Bantuan sosial yang dikucurkan bagi keluarga tak mampu di daerah ini seperti bantuan jaminan kesehatan melalui Badan Penyelenggara Jaminan Sosial (BPJS) Bidang Kesehatan untuk membantu keluarga tak mampu di dalam biaya pemeliharaan dan pemulihan kesehatan, Program Keluarga Harapan (PKH) untuk keluarga miskin (tak mampu), bantuan pangan dan bantuan pendidikan bagi anak-anak dari keluarga tak mampu melalui Indonesia Pintar.
Kerugian besar bagi keluarga tak mampu dan pemerintah di daerah ini karena sebagian, lebih dari separuh warga Kabupaten Nabire yang dikategorikan sebagai keluarga tak mampu oleh Kementerian Sosial (Kemensos) tidak dapat menerima empat jenis Bansos tersebut.
Hal itu terjadi karena, hingga saat ini Dinas Sosial sebagai instansi pelaksana di lapangan tidak bisa memvalidasi data keluarga miskin sebagai penerima BPJS Kes, PKH, Bantuan Pangan dan Indonesia Pintar akibat tidak ada dana untuk validasi data keluarga miskin di daerah ini.
Usulan dana untuk validasi data keluarga miskin (tak mampu) yang diajukan kepada pemerintah juga dicoret terus.
Sekretaris Dinas Sosial Kabupaten Nabire, Zakues Petege didampingi Kepala Dinas Sosial, Ishak di ruang kerjanya, Jumat (13/11) mengungkapkan, pemerintah pusat melalui Kemensos RI, Nabire mendapat kuota 52.000 orang sebagai peserta BPJS Kes yang dibiayai pemerintah pusat.
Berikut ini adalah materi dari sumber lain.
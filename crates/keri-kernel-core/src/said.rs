//! Self-addressing identifiers.
//!
//! A SAID is derived by filling the digest field(s) of a body with a
//! placeholder of exactly the final qb64 length, hashing the canonical bytes
//! with Blake3-256 and writing the qb64 digest back into the same field(s).
//! Because the placeholder and the digest have the same length, the version
//! string size computed before hashing is also the size of the final body.

use serde_json::Value;

use crate::canonical::{canonical_json, sizeify};
use crate::cesr::Code;
use crate::crypto::Blake3Hash;
use crate::error::{CoreError, ValidationError};
use crate::types::Said;

/// Character used to fill digest fields while hashing.
pub const PLACEHOLDER_CHAR: char = '#';

/// The placeholder: one `#` per character of a qb64 Blake3-256 digest.
pub fn placeholder() -> String {
    PLACEHOLDER_CHAR
        .to_string()
        .repeat(Code::Blake3_256.full_size())
}

/// Compute the SAID of a body without modifying it.
///
/// The body is hashed as-is apart from the placeholder substitution; the
/// version string is not re-sizeified.
pub fn compute(body: &Value, labels: &[&str]) -> Result<Said, CoreError> {
    let mut copy = body.clone();
    fill(&mut copy, labels, &placeholder())?;
    let bytes = canonical_json(&copy)?;
    Ok(Said::from_digest(&Blake3Hash::hash(&bytes)))
}

/// Derive the SAID of a body and write it into `label`.
pub fn derive(body: &mut Value, label: &str) -> Result<Said, CoreError> {
    derive_many(body, &[label])
}

/// Derive a SAID shared by several fields (e.g. `d` and `i` of an inception).
///
/// If the body carries a version string `v`, its size is filled in before
/// hashing.
pub fn derive_many(body: &mut Value, labels: &[&str]) -> Result<Said, CoreError> {
    if labels.is_empty() {
        return Err(CoreError::MalformedInput("no digest field given".into()));
    }

    fill(body, labels, &placeholder())?;
    if body.get("v").is_some() {
        sizeify(body)?;
    }

    let bytes = canonical_json(body)?;
    let said = Said::from_digest(&Blake3Hash::hash(&bytes));
    fill(body, labels, said.as_str())?;
    Ok(said)
}

/// True if the SAID in `label` matches the body.
pub fn verify(body: &Value, label: &str) -> bool {
    check(body, &[label]).is_ok()
}

/// True if every field in `labels` carries the body's SAID.
pub fn verify_many(body: &Value, labels: &[&str]) -> bool {
    check(body, labels).is_ok()
}

/// Check the claimed SAID of a body, reporting claimed vs computed on mismatch.
pub fn check(body: &Value, labels: &[&str]) -> Result<Said, ValidationError> {
    let first = labels
        .first()
        .ok_or_else(|| ValidationError::MalformedInput("no digest field given".into()))?;
    let claimed = claimed_said(body, first)?;

    for label in &labels[1..] {
        let other = claimed_said(body, label)?;
        if other != claimed {
            return Err(ValidationError::SaidMismatch {
                claimed: other,
                computed: claimed,
            });
        }
    }

    let computed = compute(body, labels)?;
    if computed != claimed {
        return Err(ValidationError::SaidMismatch { claimed, computed });
    }
    Ok(computed)
}

fn claimed_said(body: &Value, label: &str) -> Result<Said, ValidationError> {
    let text = body
        .get(label)
        .ok_or_else(|| CoreError::MissingField(label.to_string()))?
        .as_str()
        .ok_or_else(|| CoreError::invalid(label, "expected a string"))?;
    Ok(Said::parse(text)?)
}

fn fill(body: &mut Value, labels: &[&str], text: &str) -> Result<(), CoreError> {
    let obj = body
        .as_object_mut()
        .ok_or_else(|| CoreError::MalformedInput("body is not an object".into()))?;
    for label in labels {
        obj.insert((*label).to_string(), Value::String(text.to_string()));
    }
    Ok(())
}

#[cfg(test)]
mod tests {
    use super::*;
    use crate::canonical::version_of;
    use serde_json::json;

    fn sample() -> Value {
        json!({
            "v": "KERI10JSON000000_",
            "t": "ixn",
            "d": "",
            "i": "EBfdlu8R27Fbx-ehrqwImnK-8Cm79sqbAQ4MmvEAYqao",
            "s": "1",
            "a": []
        })
    }

    #[test]
    fn test_placeholder_length_matches_digest() {
        let said = Said::from_digest(&Blake3Hash::hash(b"x"));
        assert_eq!(placeholder().len(), said.as_str().len());
        assert_eq!(placeholder().len(), 44);
    }

    #[test]
    fn test_derive_then_verify() {
        let mut body = sample();
        let said = derive(&mut body, "d").unwrap();
        assert_eq!(body["d"], json!(said.as_str()));
        assert!(verify(&body, "d"));
    }

    #[test]
    fn test_derive_sizeifies_version() {
        let mut body = sample();
        derive(&mut body, "d").unwrap();
        let size = canonical_json(&body).unwrap().len();
        assert_eq!(version_of(&body).unwrap().size, size);
    }

    #[test]
    fn test_derive_is_deterministic() {
        let mut a = sample();
        let mut b = sample();
        assert_eq!(derive(&mut a, "d").unwrap(), derive(&mut b, "d").unwrap());
    }

    #[test]
    fn test_mutation_fails_verify() {
        let mut body = sample();
        derive(&mut body, "d").unwrap();
        body["s"] = json!("2");
        assert!(!verify(&body, "d"));
    }

    #[test]
    fn test_tampered_version_fails_verify() {
        let mut body = sample();
        derive(&mut body, "d").unwrap();
        body["v"] = json!("KERI10JSON000001_");
        assert!(!verify(&body, "d"));
    }

    #[test]
    fn test_check_reports_claimed_and_computed() {
        let mut body = sample();
        let said = derive(&mut body, "d").unwrap();
        body["a"] = json!([{"x": 1}]);
        match check(&body, &["d"]) {
            Err(ValidationError::SaidMismatch { claimed, computed }) => {
                assert_eq!(claimed, said);
                assert_ne!(computed, said);
            }
            other => panic!("expected mismatch, got {other:?}"),
        }
    }

    #[test]
    fn test_derive_many_sets_all_labels() {
        let mut body = json!({"v": "KERI10JSON000000_", "t": "icp", "d": "", "i": "", "s": "0"});
        let said = derive_many(&mut body, &["d", "i"]).unwrap();
        assert_eq!(body["d"], body["i"]);
        assert_eq!(body["i"], json!(said.as_str()));
        assert!(verify_many(&body, &["d", "i"]));
        // Checking only `d` treats `i` as ordinary content.
        assert!(!verify(&body, "d"));
    }

    #[test]
    fn test_missing_or_garbage_digest() {
        let body = json!({"t": "ixn"});
        assert!(!verify(&body, "d"));
        let body = json!({"t": "ixn", "d": "not-a-said"});
        assert!(matches!(
            check(&body, &["d"]),
            Err(ValidationError::MalformedInput(_))
        ));
    }
}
Tetapi, terpakai cuma 9.000 lebih.
Demikian juga PKH, kuotanya 14.258 orang tetapi yang terpakai hanya 2.000 lebih, program bantuan pangan sebesar 14.258 tetapi terpakai cuma 2.000 lebih dan Kemensos mengalokasikan peserta Indonesia Pintar (bantuan pendidikan bagi anak-anak sekolah dari keluarga tak mampu) di Kabupaten Nabire sebanyak 37.000 tetapi yang terpakai hanya 7.300 orang.
Sekretaris Dinsos, Zakeus mengatakan akibat tidak diakomodirnya dana validasi data keluarga miskin di daerah ini oleh pemerintah, alokasi Bansos yang ditetapkan pemerintah pusat, realisasinya di Nabire jumlahnya kurang dari separuh.
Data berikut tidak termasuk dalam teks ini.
//! ACDC credentials.
//!
//! A credential is a SAID-addressed body:
//!
//! ```text
//! { v: "ACDC10JSON…_", d: SAID, i: issuer, ri?: registry, s: schema,
//!   a: { d: SAID, i?: holder, ...data },
//!   e?: { d: SAID, <label>: { n: credential SAID, s: schema SAID } } }
//! ```
//!
//! The attribute and edge blocks carry their own SAIDs, derived before the
//! outer SAID so the outer digest covers them. Status is not part of the
//! credential; it comes from the registry's TEL.

use std::collections::BTreeMap;

use serde_json::{Map, Value};

use crate::canonical::{canonical_json, Protocol, VersionString};
use crate::error::{CoreError, ValidationError};
use crate::fields::{Body, Fields};
use crate::said::{self, placeholder};
use crate::types::{Prefix, RegistryId, Said};
use crate::validation::check_version;

/// Attribute block (`a`).
#[derive(Debug, Clone, PartialEq)]
pub struct Attributes {
    pub said: Said,
    pub holder: Option<Prefix>,
    pub data: Map<String, Value>,
}

/// A labelled edge to another credential.
#[derive(Debug, Clone, PartialEq, Eq)]
pub struct Edge {
    /// SAID of the referenced credential (`n`).
    pub credential: Said,
    /// Schema of the referenced credential (`s`).
    pub schema: Said,
}

/// Edge block (`e`).
#[derive(Debug, Clone, PartialEq)]
pub struct Edges {
    pub said: Said,
    pub edges: BTreeMap<String, Edge>,
}

/// An issued credential.
#[derive(Debug, Clone, PartialEq)]
pub struct Credential {
    pub version: VersionString,
    pub said: Said,
    pub issuer: Prefix,
    pub registry: Option<RegistryId>,
    pub schema: Said,
    pub attributes: Attributes,
    pub edges: Option<Edges>,
    pub extra: Map<String, Value>,
}

impl Attributes {
    fn body(said: &str, holder: Option<&Prefix>, data: &Map<String, Value>) -> Value {
        let mut map = data.clone();
        map.insert("d".into(), Value::String(said.to_string()));
        if let Some(holder) = holder {
            map.insert("i".into(), Value::String(holder.to_string()));
        }
        Value::Object(map)
    }

    pub fn to_value(&self) -> Value {
        Self::body(self.said.as_str(), self.holder.as_ref(), &self.data)
    }

    fn from_map(mut map: Map<String, Value>) -> Result<Self, CoreError> {
        let said = take_said(&mut map, "a.d")?
            .ok_or_else(|| CoreError::MissingField("a.d".into()))?;
        let holder = take_said(&mut map, "a.i")?;
        Ok(Self {
            said,
            holder,
            data: map,
        })
    }
}

impl Edge {
    fn to_value(&self) -> Value {
        let mut map = Map::new();
        map.insert("n".into(), Value::String(self.credential.to_string()));
        map.insert("s".into(), Value::String(self.schema.to_string()));
        Value::Object(map)
    }

    fn from_value(label: &str, value: Value) -> Result<Self, CoreError> {
        let field = |key: &str| -> Result<Said, CoreError> {
            let text = value
                .get(key)
                .and_then(Value::as_str)
                .ok_or_else(|| CoreError::MissingField(format!("e.{label}.{key}")))?;
            Said::parse(text)
        };
        Ok(Self {
            credential: field("n")?,
            schema: field("s")?,
        })
    }
}

impl Edges {
    fn body(said: &str, edges: &BTreeMap<String, Edge>) -> Value {
        let mut map = Map::new();
        map.insert("d".into(), Value::String(said.to_string()));
        for (label, edge) in edges {
            map.insert(label.clone(), edge.to_value());
        }
        Value::Object(map)
    }

    pub fn to_value(&self) -> Value {
        Self::body(self.said.as_str(), &self.edges)
    }

    fn from_map(mut map: Map<String, Value>) -> Result<Self, CoreError> {
        let said = take_said(&mut map, "e.d")?
            .ok_or_else(|| CoreError::MissingField("e.d".into()))?;
        let edges: BTreeMap<String, Edge> = map
            .into_iter()
            .map(|(label, value)| Edge::from_value(&label, value).map(|edge| (label, edge)))
            .collect::<Result<_, CoreError>>()?;
        Ok(Self { said, edges })
    }
}

fn take_said(map: &mut Map<String, Value>, name: &str) -> Result<Option<Said>, CoreError> {
    let key = name.rsplit('.').next().unwrap_or(name);
    match map.remove(key) {
        None => Ok(None),
        Some(Value::String(s)) => Said::parse(&s)
            .map(Some)
            .map_err(|e| CoreError::invalid(name, e.to_string())),
        Some(_) => Err(CoreError::invalid(name, "expected a string")),
    }
}

fn outer_body(
    version: &VersionString,
    said: &str,
    issuer: &Prefix,
    registry: Option<&RegistryId>,
    schema: &Said,
    attributes: Value,
    edges: Option<Value>,
) -> Body {
    let mut body = Body::versioned(version)
        .str("d", said)
        .str("i", issuer.to_string());
    if let Some(registry) = registry {
        body = body.str("ri", registry.to_string());
    }
    body = body.str("s", schema.to_string()).value("a", attributes);
    if let Some(edges) = edges {
        body = body.value("e", edges);
    }
    body
}

impl Credential {
    pub fn to_value(&self) -> Value {
        outer_body(
            &self.version,
            self.said.as_str(),
            &self.issuer,
            self.registry.as_ref(),
            &self.schema,
            self.attributes.to_value(),
            self.edges.as_ref().map(Edges::to_value),
        )
        .extend(&self.extra)
        .finish()
    }

    pub fn from_value(value: Value) -> Result<Self, CoreError> {
        let mut f = Fields::new(value)?;
        let version = f.take_version()?;
        let said = f.take_said("d")?;
        let issuer = f.take_said("i")?;
        let registry = f.take_opt_said("ri")?;
        let schema = f.take_said("s")?;
        let attributes = Attributes::from_map(f.take_object("a")?)?;
        let edges = f.take_opt_object("e")?.map(Edges::from_map).transpose()?;
        Ok(Self {
            version,
            said,
            issuer,
            registry,
            schema,
            attributes,
            edges,
            extra: f.rest(),
        })
    }

    pub fn canonical_bytes(&self) -> Result<Vec<u8>, CoreError> {
        canonical_json(&self.to_value())
    }

    /// Check the attribute, edge and outer SAIDs and the version string.
    pub fn verify(&self) -> Result<Said, ValidationError> {
        said::check(&self.attributes.to_value(), &["d"])?;
        if let Some(edges) = &self.edges {
            said::check(&edges.to_value(), &["d"])?;
        }
        let body = self.to_value();
        let said = said::check(&body, &["d"])?;
        check_version(&body, &self.version, Protocol::Acdc)?;
        Ok(said)
    }
}

/// Builds and SAIDs a credential.
#[derive(Debug, Clone)]
pub struct CredentialBuilder {
    issuer: Prefix,
    schema: Said,
    registry: Option<RegistryId>,
    holder: Option<Prefix>,
    data: Map<String, Value>,
    edges: BTreeMap<String, Edge>,
}

impl CredentialBuilder {
    pub fn new(issuer: Prefix, schema: Said) -> Self {
        Self {
            issuer,
            schema,
            registry: None,
            holder: None,
            data: Map::new(),
            edges: BTreeMap::new(),
        }
    }

    pub fn registry(mut self, registry: RegistryId) -> Self {
        self.registry = Some(registry);
        self
    }

    pub fn holder(mut self, holder: Prefix) -> Self {
        self.holder = Some(holder);
        self
    }

    pub fn attribute(mut self, key: impl Into<String>, value: Value) -> Self {
        self.data.insert(key.into(), value);
        self
    }

    pub fn data(mut self, data: Map<String, Value>) -> Self {
        self.data.extend(data);
        self
    }

    pub fn edge(mut self, label: impl Into<String>, edge: Edge) -> Self {
        self.edges.insert(label.into(), edge);
        self
    }

    pub fn build(self) -> Result<Credential, CoreError> {
        for reserved in ["d", "i"] {
            if self.data.contains_key(reserved) {
                return Err(CoreError::invalid(
                    reserved,
                    "reserved in the attribute block",
                ));
            }
        }
        if self.edges.contains_key("d") {
            return Err(CoreError::invalid("d", "reserved in the edge block"));
        }

        let mut attributes = Attributes::body(&placeholder(), self.holder.as_ref(), &self.data);
        said::derive(&mut attributes, "d")?;

        let edges = if self.edges.is_empty() {
            None
        } else {
            let mut edges = Edges::body(&placeholder(), &self.edges);
            said::derive(&mut edges, "d")?;
            Some(edges)
        };

        let mut body = outer_body(
            &VersionString::new(Protocol::Acdc, 0),
            &placeholder(),
            &self.issuer,
            self.registry.as_ref(),
            &self.schema,
            attributes,
            edges,
        )
        .finish();

        said::derive(&mut body, "d")?;
        Credential::from_value(body)
    }
}

#[cfg(test)]
mod tests {
    use super::*;
    use crate::crypto::Blake3Hash;
    use serde_json::json;

    fn said(tag: &[u8]) -> Said {
        Said::from_digest(&Blake3Hash::hash(tag))
    }

    fn credential() -> Credential {
        CredentialBuilder::new(said(b"issuer"), said(b"schema"))
            .registry(said(b"registry"))
            .holder(said(b"holder"))
            .attribute("name", json!("Alice"))
            .attribute("score", json!(42))
            .edge("parent", Edge { credential: said(b"parent"), schema: said(b"schema") })
            .build()
            .unwrap()
    }

    #[test]
    fn test_built_credential_verifies() {
        let cred = credential();
        assert_eq!(cred.verify().unwrap(), cred.said);
        assert_eq!(cred.version.protocol, Protocol::Acdc);
        assert!(cred.to_value().get("t").is_none());
    }

    #[test]
    fn test_value_roundtrip() {
        let cred = credential();
        let back = Credential::from_value(cred.to_value()).unwrap();
        assert_eq!(back, cred);
    }

    #[test]
    fn test_tampered_attribute_fails() {
        let cred = credential();
        let mut value = cred.to_value();
        value["a"]["name"] = json!("Mallory");
        let tampered = Credential::from_value(value).unwrap();
        assert!(matches!(
            tampered.verify(),
            Err(ValidationError::SaidMismatch { .. })
        ));
    }

    #[test]
    fn test_minimal_credential() {
        let cred = CredentialBuilder::new(said(b"issuer"), said(b"schema"))
            .build()
            .unwrap();
        assert!(cred.verify().is_ok());
        assert!(cred.edges.is_none());
        assert!(cred.registry.is_none());
        assert!(cred.attributes.holder.is_none());
    }

    #[test]
    fn test_reserved_attribute_rejected() {
        let result = CredentialBuilder::new(said(b"issuer"), said(b"schema"))
            .attribute("d", json!("x"))
            .build();
        assert!(result.is_err());
    }

    #[test]
    fn test_credential_said_differs_per_holder() {
        let a = CredentialBuilder::new(said(b"issuer"), said(b"schema"))
            .holder(said(b"alice"))
            .build()
            .unwrap();
        let b = CredentialBuilder::new(said(b"issuer"), said(b"schema"))
            .holder(said(b"bob"))
            .build()
            .unwrap();
        assert_ne!(a.said, b.said);
    }
}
Bahkan, sebagian bantuan yang diterima pun tidak tepat sasaran, sebagian jatuh di keluarga mampu, sementara keluarga miskin tetap menjerit dengan ketidakmampuannya.
Karena, data keluarga miskin berdasarkan data sensus penduduk 2010 lalu sehingga data keluarga miskin yang tercatat pada saat itu berubah jadi keluarga mampu karena perubahan statusnya dan ada juga keluarga yang terdata sebagai keluarga mampu saat sensus lalu kini bisa dikategorikan sebagai keluarga miskin.
Oleh karena, setiap tahun perlu dilakukan validasi data keluarga supaya bansos yang diperuntukan kepada keluarga tak mampu ini tepat sasaran.
Ishak dan Zakues menambahkan, tidak ada dana untuk validasi data karena validasi data diserahkan sepenuhnya kepada daerah.
Apalagi, Permendagri nomor 20 tahun 2020 tentang Nomenklatur Kodenisasi Perencanaan, Program dan Kegiatan, penanggulangan kemiskinan semuanya ditarik ke pusat, daerah cuma diberikan untuk verifikasi data keluarga fakir miskin.
Oleh sebab itu, dengan adanya Permendagri ini, biaya untuk verifikasi dan validasi data keluarga miskin sepenuhnya diserahkan ke daerah, pemerintah hanya menyediakan dana dan kuota penerima di setiap daerah (termasuk Kabupaten Nabire).
Tim Perumus Legislatif dan Eksekutif dalam Sidang Paripurna Laporan Keterangan Pertanggungjawaban (LKPJ) Bupati Nabire tahun anggaran 2019 lalu merumuskan dana validasi data keluarga miskin di daerah ini menjadi perhatian bersama.
Ketika ditanya, berapa dana yang dibutuhkan untuk validasi data keluarga miskin di daerah ini, Sekretaris Dinsos, Zakeus Petege mengatakan membutuhkan dana Rp1,5 miliar setiap tahun anggaran.
Karena, validasi dilakukan setiap tahun sebab ada saja perubahan status setiap keluarga tahun.(ans)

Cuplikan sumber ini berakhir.